Lets just say he is from a long line of deniers, so it has been a learned behavior over his 39 years. What is he in denial of you may wonder?? Well, that he is verbally abusive and constantly puts me down; that he is a perfectionist who when he arrives at home (even though I have a part time job, am completing a PhD, and take care of 80% of the household responsibilities, including kid) and finds the tiniest thing out of place or dirty, he flies off the handle; that he is a hypocrite who will be passionate about that fact why I shouldn't do something and then turn around and do the very thing to me!; he has a drinking problem (not the daily kind, the kind that he doesn't know when to stop once started and thinks that it is totally okay to not come home after work and stay out until 4 am, all the while turning off his cell because he knows I will be calling); and he is unable to take responsibility for his actions, i.e. everything is someones fault (in his view), but never his fault (see above...).

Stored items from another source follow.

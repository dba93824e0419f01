// ═══════════════════════════════════════════════════════════════════════
// Game setup — builds the initial GameState for a lobby of players.
// ═══════════════════════════════════════════════════════════════════════

use crate::board::build_board;
use crate::types::*;
use rand::seq::SliceRandom;
use rand::SeedableRng;
use rand_chacha::ChaCha8Rng;
use std::collections::HashMap;

/// Creates the initial state for a game with the given player nicknames.
/// Each player receives one knight, placed on a keep chosen at random
/// from the board's free keeps (a "free" keep is one no earlier player
/// in this same call has already been assigned). `seed` controls which
/// keep each player draws, so the same `(nicknames, seed)` pair always
/// produces the same placement.
///
/// Panics if there are more players than keeps — the board has six, so
/// games are limited to six players.
pub fn create_initial_state(nicknames: &[String], seed: u64) -> GameState {
    let board = build_board();
    let keep_indices: Vec<u8> = board
        .hexes
        .iter()
        .filter(|h| h.tile_type == TileType::Keep)
        .map(|h| h.index)
        .collect();
    assert!(
        nicknames.len() <= keep_indices.len(),
        "more players than free keeps"
    );

    let mut rng = ChaCha8Rng::seed_from_u64(seed);
    let mut free_keeps = keep_indices.clone();
    free_keeps.shuffle(&mut rng);

    let mut hexes = vec![HexState::default(); BOARD_SIZE];
    let mut players = HashMap::new();
    let mut knights = HashMap::new();

    for (i, nickname) in nicknames.iter().enumerate() {
        let keep = free_keeps[i];
        let knight_name = format!("{}-knight-0", nickname);

        let mut player = Player::new(nickname.clone());
        player.knights.push(knight_name.clone());
        players.insert(nickname.clone(), player);

        knights.insert(
            knight_name.clone(),
            Knight {
                name: knight_name,
                owner_nickname: nickname.clone(),
                location: keep,
                alive: true,
                projected_positions: [keep; 3],
            },
        );

        let hex = &mut hexes[keep as usize];
        hex.owner = Some(nickname.clone());
        hex.troops.insert(nickname.clone(), 100);
    }

    GameState {
        round: 0,
        status: GameStatus::Active,
        board,
        hexes,
        players,
        knights,
        alliances: HashMap::new(),
        turn_order: nicknames.to_vec(),
        next_knight_seq: nicknames.len() as u64,
        event_log_index: 0,
    }
}

#[cfg(test)]
mod tests {
    use super::*;

    fn nicknames(names: &[&str]) -> Vec<String> {
        names.iter().map(|s| s.to_string()).collect()
    }

    #[test]
    fn one_knight_per_player_on_a_distinct_keep() {
        let state = create_initial_state(&nicknames(&["alice", "bob", "carol"]), 7);
        assert_eq!(state.players.len(), 3);
        assert_eq!(state.knights.len(), 3);

        let mut keep_locations = Vec::new();
        for nickname in &["alice", "bob", "carol"] {
            let player = &state.players[*nickname];
            assert_eq!(player.knights.len(), 1);
            let knight = &state.knights[&player.knights[0]];
            assert_eq!(knight.owner_nickname, *nickname);
            assert!(knight.alive);
            assert_eq!(knight.projected_positions, [knight.location; 3]);
            let hex = &state.board.hexes[knight.location as usize];
            assert_eq!(hex.tile_type, TileType::Keep);
            keep_locations.push(knight.location);
        }
        keep_locations.sort();
        keep_locations.dedup();
        assert_eq!(keep_locations.len(), 3, "players must land on distinct keeps");
    }

    #[test]
    fn deterministic_seed_reproduces_placement() {
        let names = nicknames(&["alice", "bob"]);
        let s1 = create_initial_state(&names, 123);
        let s2 = create_initial_state(&names, 123);
        assert_eq!(
            s1.knights["alice-knight-0"].location,
            s2.knights["alice-knight-0"].location
        );
        assert_eq!(
            s1.knights["bob-knight-0"].location,
            s2.knights["bob-knight-0"].location
        );
    }

    #[test]
    fn different_seeds_can_reach_different_placements() {
        let names = nicknames(&["alice", "bob", "carol", "dave", "erin", "frank"]);
        let mut saw_difference = false;
        let baseline = create_initial_state(&names, 1).knights["alice-knight-0"].location;
        for seed in 2..20 {
            let loc = create_initial_state(&names, seed).knights["alice-knight-0"].location;
            if loc != baseline {
                saw_difference = true;
                break;
            }
        }
        assert!(saw_difference, "expected some seed to draw a different keep for alice");
    }

    #[test]
    #[should_panic(expected = "more players than free keeps")]
    fn rejects_too_many_players() {
        let names: Vec<String> = (0..7).map(|i| format!("player-{}", i)).collect();
        create_initial_state(&names, 1);
    }

    #[test]
    fn round_starts_at_zero_and_all_unready() {
        let state = create_initial_state(&nicknames(&["alice", "bob"]), 5);
        assert_eq!(state.round, 0);
        assert!(state.players.values().all(|p| !p.ready));
    }
}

He reinforces his own behavior (denial, denial) by stating the fact that he helps with house work, has never faltered in holding a steady job (even when it meant packing fruit with a bachelors degree), and spends more time at home with his family than most (who is he comparing himself too??). I have told him on a number of occasions that we need to see a counselor, but because he has no need of an objective third party telling him about himself (because he thinks he is perfectly fine, and that there is nothing wrong with him) he tells me to go enjoy myself...alone (with the counselor that is).
I don't know, is it really hopeless? I don't want to get a divorce, I am an optimist, but where do I draw the line?? Oh and I do still love him, don't really know why, but there are glints of hope in there.
*ack* Help!


----------



## someguy888 (May 15, 2010)

Well, you go to the counselor by yourself and get help for yourself and support. You beg him to come with you and that, if he does not work on the marriage with you, you will leave him because he has obviously given up on the marriage.

If someone doesn't want to work with you, then what's the point of staying in the relationship?


----------